__Dataset entries__.
_ _ _ _ _
use crate::api::DashboardApi;
use crate::api::types::Organization;
use crate::metrics::retain::RetainingValueCache;
use crate::store::{ClientStore, DeviceDirectory};
use anyhow::Result;
use prometheus::Registry;
use std::collections::HashMap;
use std::fmt;
use std::sync::Arc;

#[macro_use]
mod register_macro;

/// Collection cadence. Fast covers volatile state (statuses, uplinks),
/// medium covers inventory, slow covers organization-level data that barely
/// moves.
#[derive(Debug, Clone, Copy, PartialEq, Eq, Hash)]
pub enum UpdateTier {
    Fast,
    Medium,
    Slow,
}

impl UpdateTier {
    pub const ALL: [Self; 3] = [Self::Fast, Self::Medium, Self::Slow];

    pub const fn as_str(self) -> &'static str {
        match self {
            Self::Fast => "fast",
            Self::Medium => "medium",
            Self::Slow => "slow",
        }
    }
}

impl fmt::Display for UpdateTier {
    fn fmt(&self, f: &mut fmt::Formatter<'_>) -> fmt::Result {
        f.write_str(self.as_str())
    }
}

/// Shared state handed to every collector invocation.
#[derive(Clone)]
pub struct CollectorContext {
    pub retained: Arc<RetainingValueCache>,
    pub clients: Arc<ClientStore>,
    pub directory: Arc<DeviceDirectory>,
    pub stats: Arc<runstats::RunStats>,
    /// Organization ids to collect; empty means every organization the API
    /// key can see.
    pub organizations: Arc<[String]>,
}

impl CollectorContext {
    pub fn keeps_organization(&self, id: &str) -> bool {
        self.organizations.is_empty() || self.organizations.iter().any(|o| o == id)
    }
}

pub trait Collector {
    fn name(&self) -> &'static str;

    fn tier(&self) -> UpdateTier;

    fn enabled_by_default(&self) -> bool;

    /// Called exactly once at startup. A duplicate metric name here is a
    /// programming error and must bubble up before the exporter serves.
    fn register_metrics(&self, registry: &Registry) -> Result<()>;

    /// One full collection pass. Expected per-resource failures are handled
    /// internally; an `Err` means the pass produced nothing useful and is
    /// counted against this collector's health by the manager.
    fn collect(
        &self,
        api: &DashboardApi,
        ctx: &CollectorContext,
    ) -> impl std::future::Future<Output = Result<()>> + Send;
}

/// Fetch the organization list and apply the configured include filter.
///
/// Collectors call this first: if it fails there is no useful partial work,
/// so they abort the pass and let the manager classify the error.
pub(crate) async fn organizations_in_scope(
    api: &DashboardApi,
    ctx: &CollectorContext,
) -> Result<Vec<Organization>> {
    let organizations = api.organizations().await?;
    Ok(organizations
        .into_iter()
        .filter(|org| ctx.keeps_organization(&org.id))
        .collect())
}

// THIS IS THE ONLY PLACE YOU NEED TO ADD NEW COLLECTORS ✨
register_collectors! {
    devices => DevicesCollector,
    uplinks => UplinksCollector,
    networks => NetworksCollector,
    clients => ClientsCollector,
    organization => OrganizationCollector,
}

// Other modules
pub mod config;
pub mod registry;
pub mod runstats;
pub mod scheduler;
use std::fmt;

/// Typed failure raised at the dashboard API boundary.
///
/// Collectors never see raw transport errors; every failure is decoded into
/// one of these variants before it leaves the client.
#[derive(Debug)]
pub enum ApiError {
    /// 429 from the vendor, optionally with a Retry-After hint in seconds.
    RateLimited { retry_after: Option<u64> },
    /// 400/404: the feature or resource does not exist for this target.
    /// Treated as "zero data", not a failure.
    NotAvailable { status: u16 },
    /// Any other 4xx.
    Client { status: u16 },
    /// 5xx.
    Server { status: u16 },
    /// The HTTP request itself timed out.
    Timeout,
    /// The response arrived but did not match the expected shape.
    Validation(String),
    /// Transport-level failure (DNS, connect, TLS, ...).
    Transport(String),
}

impl fmt::Display for ApiError {
    fn fmt(&self, f: &mut fmt::Formatter<'_>) -> fmt::Result {
        match self {
            Self::RateLimited { retry_after: Some(secs) } => {
                write!(f, "rate limited, retry after {secs}s")
            }
            Self::RateLimited { retry_after: None } => write!(f, "rate limited"),
            Self::NotAvailable { status } => write!(f, "not available (HTTP {status})"),
            Self::Client { status } => write!(f, "client error (HTTP {status})"),
            Self::Server { status } => write!(f, "server error (HTTP {status})"),
            Self::Timeout => write!(f, "request timed out"),
            Self::Validation(msg) => write!(f, "unexpected response shape: {msg}"),
            Self::Transport(msg) => write!(f, "transport error: {msg}"),
        }
    }
}

impl std::error::Error for ApiError {}

impl ApiError {
    pub fn kind(&self) -> ErrorKind {
        match self {
            Self::RateLimited { .. } => ErrorKind::RateLimit,
            Self::NotAvailable { .. } => ErrorKind::NotAvailable,
            Self::Client { .. } => ErrorKind::ClientError,
            Self::Server { .. } => ErrorKind::ServerError,
            Self::Timeout => ErrorKind::Timeout,
            Self::Validation(_) => ErrorKind::Validation,
            Self::Transport(_) => ErrorKind::Unknown,
        }
    }

    /// Whether this failure means "the feature is absent for this resource"
    /// rather than something going wrong.
    pub fn is_not_available(&self) -> bool {
        matches!(self, Self::NotAvailable { .. })
    }
}

impl From<reqwest::Error> for ApiError {
    fn from(err: reqwest::Error) -> Self {
        if err.is_timeout() {
            Self::Timeout
        } else if err.is_decode() {
            Self::Validation(err.to_string())
        } else {
            Self::Transport(err.to_string())
        }
    }
}

/// Fixed failure taxonomy used on error counters and in log fields.
#[derive(Debug, Clone, Copy, PartialEq, Eq, Hash)]
pub enum ErrorKind {
    RateLimit,
    ClientError,
    NotAvailable,
    ServerError,
    Timeout,
    Validation,
    Unknown,
}

impl ErrorKind {
    /// Stable label value; never rename without a metrics migration.
    pub const fn as_str(self) -> &'static str {
        match self {
            Self::RateLimit => "rate_limit",
            Self::ClientError => "client_error",
            Self::NotAvailable => "not_available",
            Self::ServerError => "server_error",
            Self::Timeout => "timeout",
            Self::Validation => "validation",
            Self::Unknown => "unknown",
        }
    }

    /// Categorize an error that escaped a collector.
    ///
    /// Anything that is not a typed [`ApiError`] ends up as `Unknown` rather
    /// than guessing from the message text.
    pub fn classify(err: &anyhow::Error) -> Self {
        err.downcast_ref::<ApiError>()
            .map_or(Self::Unknown, ApiError::kind)
    }
}

impl fmt::Display for ErrorKind {
    fn fmt(&self, f: &mut fmt::Formatter<'_>) -> fmt::Result {
        f.write_str(self.as_str())
    }
}
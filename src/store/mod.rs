//! Satellite caches for inventory discovered from the dashboard API.
//!
//! These are not part of the metric pipeline: they hold derived state
//! (client records, device identities) that collectors consume for label
//! enrichment and lookups. Both follow the same pattern: full replace per
//! network on refresh, TTL-based staleness, bulk eviction by snapshot.

pub mod clients;
pub mod discovery;

pub use clients::{ClientRecord, ClientStore};
pub use discovery::{DeviceDirectory, DeviceRecord};
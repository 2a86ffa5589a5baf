use crate::cli::actions::Action;
use crate::exporter::new;
use anyhow::Result;

/// Handle the run action
pub async fn handle(action: Action) -> Result<()> {
    match action {
        Action::Run { settings } => {
            new(settings).await?;
        }
    }

    Ok(())
}
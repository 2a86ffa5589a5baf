//! Discovered device identities, used to put human names on serials.

use parking_lot::RwLock;
use std::collections::HashMap;
use std::time::{Duration, Instant};
use tracing::debug;

#[derive(Debug, Clone, PartialEq)]
pub struct DeviceRecord {
    pub serial: String,
    pub name: Option<String>,
    pub model: Option<String>,
    pub network_id: String,
}

struct NetworkDevices {
    devices: HashMap<String, DeviceRecord>,
    refreshed_at: Instant,
}

#[derive(Default)]
struct Directory {
    networks: HashMap<String, NetworkDevices>,
    /// serial -> network id
    by_serial: HashMap<String, String>,
}

impl Directory {
    fn remove_network(&mut self, network_id: &str) -> bool {
        let Some(entry) = self.networks.remove(network_id) else {
            return false;
        };
        for serial in entry.devices.keys() {
            if self
                .by_serial
                .get(serial)
                .is_some_and(|net| net == network_id)
            {
                self.by_serial.remove(serial);
            }
        }
        true
    }
}

/// Serial → device lookup refreshed by the networks collector, read by the
/// fast-tier collectors for label enrichment.
pub struct DeviceDirectory {
    ttl: Duration,
    inner: RwLock<Directory>,
}

impl DeviceDirectory {
    pub fn new(ttl: Duration) -> Self {
        Self {
            ttl,
            inner: RwLock::new(Directory::default()),
        }
    }

    /// Replace one network's device set.
    pub fn update_network(&self, network_id: &str, devices: Vec<DeviceRecord>) {
        let mut inner = self.inner.write();

        inner.remove_network(network_id);

        let mut map = HashMap::with_capacity(devices.len());
        for device in devices {
            inner
                .by_serial
                .insert(device.serial.clone(), network_id.to_string());
            map.insert(device.serial.clone(), device);
        }

        inner.networks.insert(
            network_id.to_string(),
            NetworkDevices {
                devices: map,
                refreshed_at: Instant::now(),
            },
        );
    }

    pub fn lookup(&self, serial: &str) -> Option<DeviceRecord> {
        let inner = self.inner.read();
        let network_id = inner.by_serial.get(serial)?;
        inner.networks.get(network_id)?.devices.get(serial).cloned()
    }

    /// Device name if discovered, else the serial itself.
    pub fn display_name(&self, serial: &str) -> String {
        self.lookup(serial)
            .and_then(|d| d.name)
            .unwrap_or_else(|| serial.to_string())
    }

    pub fn device_count(&self) -> usize {
        self.inner
            .read()
            .networks
            .values()
            .map(|n| n.devices.len())
            .sum()
    }

    pub fn tracked_networks(&self) -> usize {
        self.inner.read().networks.len()
    }

    pub fn is_stale(&self, network_id: &str) -> bool {
        self.inner
            .read()
            .networks
            .get(network_id)
            .is_some_and(|entry| entry.refreshed_at.elapsed() > self.ttl)
    }

    /// Same evict-by-snapshot sweep as the client store.
    pub fn cleanup_stale(&self) -> usize {
        let candidates: Vec<String> = {
            let inner = self.inner.read();
            inner
                .networks
                .iter()
                .filter(|(_, entry)| entry.refreshed_at.elapsed() > self.ttl)
                .map(|(id, _)| id.clone())
                .collect()
        };

        if candidates.is_empty() {
            return 0;
        }

        let mut inner = self.inner.write();
        let mut evicted = 0;
        for network_id in candidates {
            let still_stale = inner
                .networks
                .get(&network_id)
                .is_some_and(|entry| entry.refreshed_at.elapsed() > self.ttl);
            if still_stale && inner.remove_network(&network_id) {
                evicted += 1;
            }
        }

        if evicted > 0 {
            debug!(evicted, "evicted stale directory networks");
        }
        evicted
    }
}
use anyhow::Result;

mod common;

#[tokio::test]
async fn test_metrics_endpoint_returns_prometheus_format() -> Result<()> {
    let port = common::get_available_port();
    let settings = common::test_settings(port, &common::unreachable_api_url());

    let handle = tokio::spawn(async move { dash_exporter::exporter::new(settings).await });

    assert!(common::wait_for_server(port, 50).await);

    let client = reqwest::Client::new();
    let response = client
        .get(format!("{}/metrics", common::get_test_url(port)))
        .send()
        .await?;

    assert_eq!(response.status(), 200);

    let content_type = response
        .headers()
        .get("content-type")
        .expect("Content-Type header should be present");
    assert_eq!(content_type, "text/plain; charset=utf-8");

    let body = response.text().await?;

    assert!(body.contains("# HELP"));
    assert!(body.contains("# TYPE"));

    // The first tick records a pass duration even when the API is down.
    let body = common::wait_for_metric(port, "dash_exporter_collector_duration_seconds", 50)
        .await
        .expect("run stats should appear after the first tick");
    assert!(body.contains("dash_exporter_collector_duration_seconds"));

    handle.abort();

    Ok(())
}

#[tokio::test]
async fn test_scrape_succeeds_while_api_is_unreachable() -> Result<()> {
    let port = common::get_available_port();
    let settings = common::test_settings(port, &common::unreachable_api_url());

    let handle = tokio::spawn(async move { dash_exporter::exporter::new(settings).await });

    assert!(common::wait_for_server(port, 50).await);

    // The first tick fails against the dead API; the scrape must still be a
    // clean 200 and the failure must surface as error counters instead.
    let body = common::wait_for_metric(port, "dash_exporter_collector_errors_total", 50)
        .await
        .expect("error counters should appear after the first failed tick");

    assert!(body.contains("dash_exporter_collector_errors_total"));

    let client = reqwest::Client::new();
    let response = client
        .get(format!("{}/metrics", common::get_test_url(port)))
        .send()
        .await?;
    assert_eq!(response.status(), 200);

    handle.abort();

    Ok(())
}

#[tokio::test]
async fn test_cardinality_endpoint_reports_families() -> Result<()> {
    let port = common::get_available_port();
    let settings = common::test_settings(port, &common::unreachable_api_url());

    let handle = tokio::spawn(async move { dash_exporter::exporter::new(settings).await });

    assert!(common::wait_for_server(port, 50).await);

    let client = reqwest::Client::new();
    let response = client
        .get(format!("{}/cardinality", common::get_test_url(port)))
        .send()
        .await?;

    assert_eq!(response.status(), 200);

    let report: serde_json::Value = response.json().await?;
    assert!(report.get("total_series").is_some());
    assert!(report["families"].is_array());

    handle.abort();

    Ok(())
}
#![allow(dead_code)]

use axum::{Json, Router, routing::get};
use dash_exporter::api::ApiSettings;
use dash_exporter::collectors::config::TierIntervals;
use dash_exporter::exporter::{ExporterSettings, WebhookSettings};
use secrecy::SecretString;
use serde_json::{Value, json};
use std::time::Duration;

/// Find an available port for testing (returns port > 1024)
pub fn get_available_port() -> u16 {
    use std::net::TcpListener;

    // Bind to port 0 lets the OS assign an available ephemeral port
    let listener = TcpListener::bind("127.0.0.1:0").expect("Failed to bind to random port");
    let port = listener
        .local_addr()
        .expect("Failed to get local addr")
        .port();

    assert!(port > 1024, "Assigned port {} should be > 1024", port);

    port
}

/// Wait for server to be ready on the given port
pub async fn wait_for_server(port: u16, max_attempts: u32) -> bool {
    use tokio::time::sleep;

    for attempt in 1..=max_attempts {
        if tokio::net::TcpStream::connect(format!("localhost:{}", port))
            .await
            .is_ok()
        {
            return true;
        }

        if attempt % 10 == 0 {
            eprintln!(
                "Still waiting for server on port {} (attempt {}/{})",
                port, attempt, max_attempts
            );
        }

        sleep(Duration::from_millis(100)).await;
    }

    false
}

/// Get base URL for test server
pub fn get_test_url(port: u16) -> String {
    format!("http://localhost:{}", port)
}

/// Poll /metrics until the body contains `needle` or the attempts run out.
pub async fn wait_for_metric(port: u16, needle: &str, max_attempts: u32) -> Option<String> {
    let client = reqwest::Client::new();
    for _ in 0..max_attempts {
        if let Ok(response) = client
            .get(format!("{}/metrics", get_test_url(port)))
            .send()
            .await
            && let Ok(body) = response.text().await
            && body.contains(needle)
        {
            return Some(body);
        }
        tokio::time::sleep(Duration::from_millis(100)).await;
    }
    None
}

/// An address nothing listens on: collection fails fast, serving continues.
pub fn unreachable_api_url() -> String {
    "http://127.0.0.1:9/api/v1".to_string()
}

pub fn test_settings(port: u16, api_url: &str) -> ExporterSettings {
    ExporterSettings {
        port,
        listen: None,
        api: ApiSettings {
            base_url: api_url.to_string(),
            key: SecretString::from("test-key"),
            timeout: Duration::from_secs(2),
            max_concurrent_requests: Some(4),
        },
        organizations: Vec::new(),
        collectors: vec![
            "devices".to_string(),
            "uplinks".to_string(),
            "networks".to_string(),
            "clients".to_string(),
            "organization".to_string(),
        ],
        intervals: TierIntervals::new(60, 300, 900).expect("valid intervals"),
        collector_timeout: Duration::from_secs(10),
        client_ttl: Duration::from_secs(3600),
        discovery_ttl: Duration::from_secs(3600),
        webhook: WebhookSettings::default(),
    }
}

async fn organizations() -> Json<Value> {
    Json(json!([{"id": "O1", "name": "test-org"}]))
}

async fn networks() -> Json<Value> {
    Json(json!([{"id": "N1", "name": "branch", "organizationId": "O1"}]))
}

async fn devices() -> Json<Value> {
    Json(json!([{
        "serial": "Q2XX-AAAA-BBBB",
        "name": "lobby-ap",
        "model": "AP-200",
        "networkId": "N1",
        "firmware": "29.1"
    }]))
}

async fn device_statuses() -> Json<Value> {
    Json(json!([{
        "serial": "Q2XX-AAAA-BBBB",
        "status": "online",
        "networkId": "N1",
        "lastReportedAt": "2026-01-01T00:00:00Z"
    }]))
}

async fn uplink_statuses() -> Json<Value> {
    Json(json!([{
        "serial": "Q2XX-AAAA-BBBB",
        "networkId": "N1",
        "uplinks": [{"interface": "wan1", "status": "active", "ip": "198.51.100.2"}]
    }]))
}

async fn loss_latency() -> Json<Value> {
    Json(json!([{
        "serial": "Q2XX-AAAA-BBBB",
        "uplink": "wan1",
        "timeSeries": [{"lossPercent": 0.0, "latencyMs": 18.5}]
    }]))
}

async fn clients() -> Json<Value> {
    Json(json!([{
        "id": "c1",
        "mac": "aa:bb:cc:00:00:01",
        "ip": "10.0.0.1",
        "vlan": 10,
        "usage": {"sent": 125.0, "recv": 840.5}
    }]))
}

async fn license_overview() -> Json<Value> {
    Json(json!({
        "status": "OK",
        "expirationDate": "2027-03-15",
        "licensedDeviceCounts": {"wireless": 5}
    }))
}

/// Spawn a canned dashboard API on an ephemeral port; returns its base URL.
pub async fn spawn_fake_dashboard() -> String {
    let router = Router::new()
        .route("/api/v1/organizations", get(organizations))
        .route("/api/v1/organizations/O1/networks", get(networks))
        .route("/api/v1/organizations/O1/devices", get(devices))
        .route("/api/v1/organizations/O1/devices/statuses", get(device_statuses))
        .route("/api/v1/organizations/O1/uplinks/statuses", get(uplink_statuses))
        .route(
            "/api/v1/organizations/O1/devices/uplinks/lossAndLatency",
            get(loss_latency),
        )
        .route("/api/v1/networks/N1/clients", get(clients))
        .route("/api/v1/organizations/O1/licenses/overview", get(license_overview));

    let listener = tokio::net::TcpListener::bind("127.0.0.1:0")
        .await
        .expect("bind fake dashboard");
    let addr = listener.local_addr().expect("local addr");

    tokio::spawn(async move {
        axum::serve(listener, router.into_make_service()).await.ok();
    });

    format!("http://{addr}/api/v1")
}
//! Typed dashboard API payloads.
//!
//! The vendor speaks camelCase JSON; everything is decoded into these structs
//! at the client boundary so the collectors only ever see typed values.

use serde::Deserialize;
use std::collections::HashMap;

#[derive(Debug, Clone, Deserialize)]
#[serde(rename_all = "camelCase")]
pub struct Organization {
    pub id: String,
    pub name: String,
    #[serde(default)]
    pub url: Option<String>,
}

#[derive(Debug, Clone, Deserialize)]
#[serde(rename_all = "camelCase")]
pub struct Network {
    pub id: String,
    pub name: String,
    #[serde(default)]
    pub organization_id: Option<String>,
    #[serde(default)]
    pub product_types: Vec<String>,
    #[serde(default)]
    pub tags: Vec<String>,
}

#[derive(Debug, Clone, Deserialize)]
#[serde(rename_all = "camelCase")]
pub struct Device {
    pub serial: String,
    #[serde(default)]
    pub name: Option<String>,
    #[serde(default)]
    pub model: Option<String>,
    #[serde(default)]
    pub network_id: Option<String>,
    #[serde(default)]
    pub firmware: Option<String>,
}

#[derive(Debug, Clone, Deserialize)]
#[serde(rename_all = "camelCase")]
pub struct DeviceStatus {
    pub serial: String,
    /// "online", "alerting", "offline" or "dormant".
    pub status: String,
    #[serde(default)]
    pub name: Option<String>,
    #[serde(default)]
    pub network_id: Option<String>,
    /// RFC 3339 timestamp of the last check-in.
    #[serde(default)]
    pub last_reported_at: Option<String>,
}

#[derive(Debug, Clone, Deserialize)]
#[serde(rename_all = "camelCase")]
pub struct UplinkStatus {
    pub serial: String,
    #[serde(default)]
    pub network_id: Option<String>,
    #[serde(default)]
    pub uplinks: Vec<Uplink>,
}

#[derive(Debug, Clone, Deserialize)]
#[serde(rename_all = "camelCase")]
pub struct Uplink {
    /// Physical interface, e.g. "wan1".
    pub interface: String,
    /// "active", "ready", "failed" or "not connected".
    pub status: String,
    #[serde(default)]
    pub ip: Option<String>,
}

/// Loss/latency time series for one uplink of one device.
#[derive(Debug, Clone, Deserialize)]
#[serde(rename_all = "camelCase")]
pub struct UplinkLossLatency {
    pub serial: String,
    #[serde(default)]
    pub network_id: Option<String>,
    pub uplink: String,
    #[serde(default)]
    pub time_series: Vec<LossLatencyPoint>,
}

#[derive(Debug, Clone, Deserialize)]
#[serde(rename_all = "camelCase")]
pub struct LossLatencyPoint {
    #[serde(default)]
    pub ts: Option<String>,
    /// Percentage 0-100. The vendor reports null while a probe is pending.
    #[serde(default)]
    pub loss_percent: Option<f64>,
    #[serde(default)]
    pub latency_ms: Option<f64>,
}

#[derive(Debug, Clone, Deserialize)]
#[serde(rename_all = "camelCase")]
pub struct NetworkClient {
    pub id: String,
    pub mac: String,
    #[serde(default)]
    pub ip: Option<String>,
    #[serde(default)]
    pub description: Option<String>,
    #[serde(default)]
    pub vlan: Option<i64>,
    #[serde(default)]
    pub status: Option<String>,
    #[serde(default)]
    pub usage: Option<ClientUsage>,
}

/// Usage over the lookback window, in kilobytes.
#[derive(Debug, Clone, Deserialize)]
#[serde(rename_all = "camelCase")]
pub struct ClientUsage {
    #[serde(default)]
    pub sent: Option<f64>,
    #[serde(default)]
    pub recv: Option<f64>,
}

#[derive(Debug, Clone, Deserialize)]
#[serde(rename_all = "camelCase")]
pub struct LicenseOverview {
    /// "OK" when the organization is fully licensed.
    #[serde(default)]
    pub status: Option<String>,
    /// RFC 3339 date of the earliest expiring license.
    #[serde(default)]
    pub expiration_date: Option<String>,
    #[serde(default)]
    pub licensed_device_counts: HashMap<String, i64>,
}
use crate::{
    api::ApiSettings,
    cli::actions::Action,
    collectors::{COLLECTOR_NAMES, Collector, all_factories, config::TierIntervals},
    exporter::{ExporterSettings, WebhookSettings},
};
use anyhow::{Result, anyhow};
use clap::ArgMatches;
use secrecy::SecretString;
use std::time::Duration;

pub fn handler(matches: &ArgMatches) -> Result<Action> {
    let port = matches
        .get_one::<u16>("port")
        .copied()
        .ok_or_else(|| anyhow!("Port is required. Please provide it using the --port flag."))?;

    // Get the listen address (None means auto-detect)
    let listen = matches.get_one::<String>("listen").map(|s| s.to_string());

    let api_key = SecretString::from(
        matches
            .get_one::<String>("api-key")
            .map(|s: &String| s.to_string())
            .ok_or_else(|| {
                anyhow!("API key is required. Please provide it using the --api-key flag.")
            })?,
    );

    let api = ApiSettings {
        base_url: matches
            .get_one::<String>("api-url")
            .map(|s| s.to_string())
            .ok_or_else(|| anyhow!("API URL is required"))?,
        key: api_key,
        timeout: Duration::from_secs(seconds(matches, "api-timeout")),
        max_concurrent_requests: match matches
            .get_one::<usize>("max-concurrent-requests")
            .copied()
            .unwrap_or(5)
        {
            0 => None,
            n => Some(n),
        },
    };

    // Ordering violations abort here, before anything is spawned.
    let intervals = TierIntervals::new(
        seconds(matches, "interval-fast"),
        seconds(matches, "interval-medium"),
        seconds(matches, "interval-slow"),
    )?;

    let webhook = WebhookSettings {
        enabled: matches.get_flag("webhook-enabled"),
        require_secret: matches
            .get_one::<bool>("webhook-require-secret")
            .copied()
            .unwrap_or(true),
        secret: matches
            .get_one::<String>("webhook-secret")
            .map(|s| SecretString::from(s.to_string())),
        max_body_bytes: matches
            .get_one::<usize>("webhook-max-body-bytes")
            .copied()
            .unwrap_or(64 * 1024),
    };

    let organizations: Vec<String> = matches
        .get_many::<String>("organizations")
        .map(|vals| {
            vals.map(|s| s.trim().to_string())
                .filter(|s| !s.is_empty())
                .collect()
        })
        .unwrap_or_default();

    Ok(Action::Run {
        settings: ExporterSettings {
            port,
            listen,
            api,
            organizations,
            collectors: get_enabled_collectors(matches),
            intervals,
            collector_timeout: Duration::from_secs(seconds(matches, "collector-timeout")),
            client_ttl: Duration::from_secs(seconds(matches, "client-ttl")),
            discovery_ttl: Duration::from_secs(seconds(matches, "discovery-ttl")),
            webhook,
        },
    })
}

fn seconds(matches: &ArgMatches, name: &str) -> u64 {
    matches.get_one::<u64>(name).copied().unwrap_or_default()
}

pub fn get_enabled_collectors(matches: &ArgMatches) -> Vec<String> {
    let factories = all_factories();

    COLLECTOR_NAMES
        .iter()
        .filter(|&name| {
            let enable_flag = format!("collector.{}", name);
            let disable_flag = format!("no-collector.{}", name);

            // If explicitly disabled, skip it
            if matches.get_flag(&disable_flag) {
                return false;
            }

            // If explicitly enabled, include it
            if matches.get_flag(&enable_flag) {
                return true;
            }

            // Otherwise, check the collector's default setting
            if let Some(factory) = factories.get(name) {
                let collector = factory();
                collector.enabled_by_default()
            } else {
                false // Fallback if collector not found
            }
        })
        .map(|&name| name.to_string())
        .collect()
}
_ _ _ _ _
__Assignment__.
If a line in the entries holds the string "ready", count it, then state the total and nothing more.

__Response area__.
2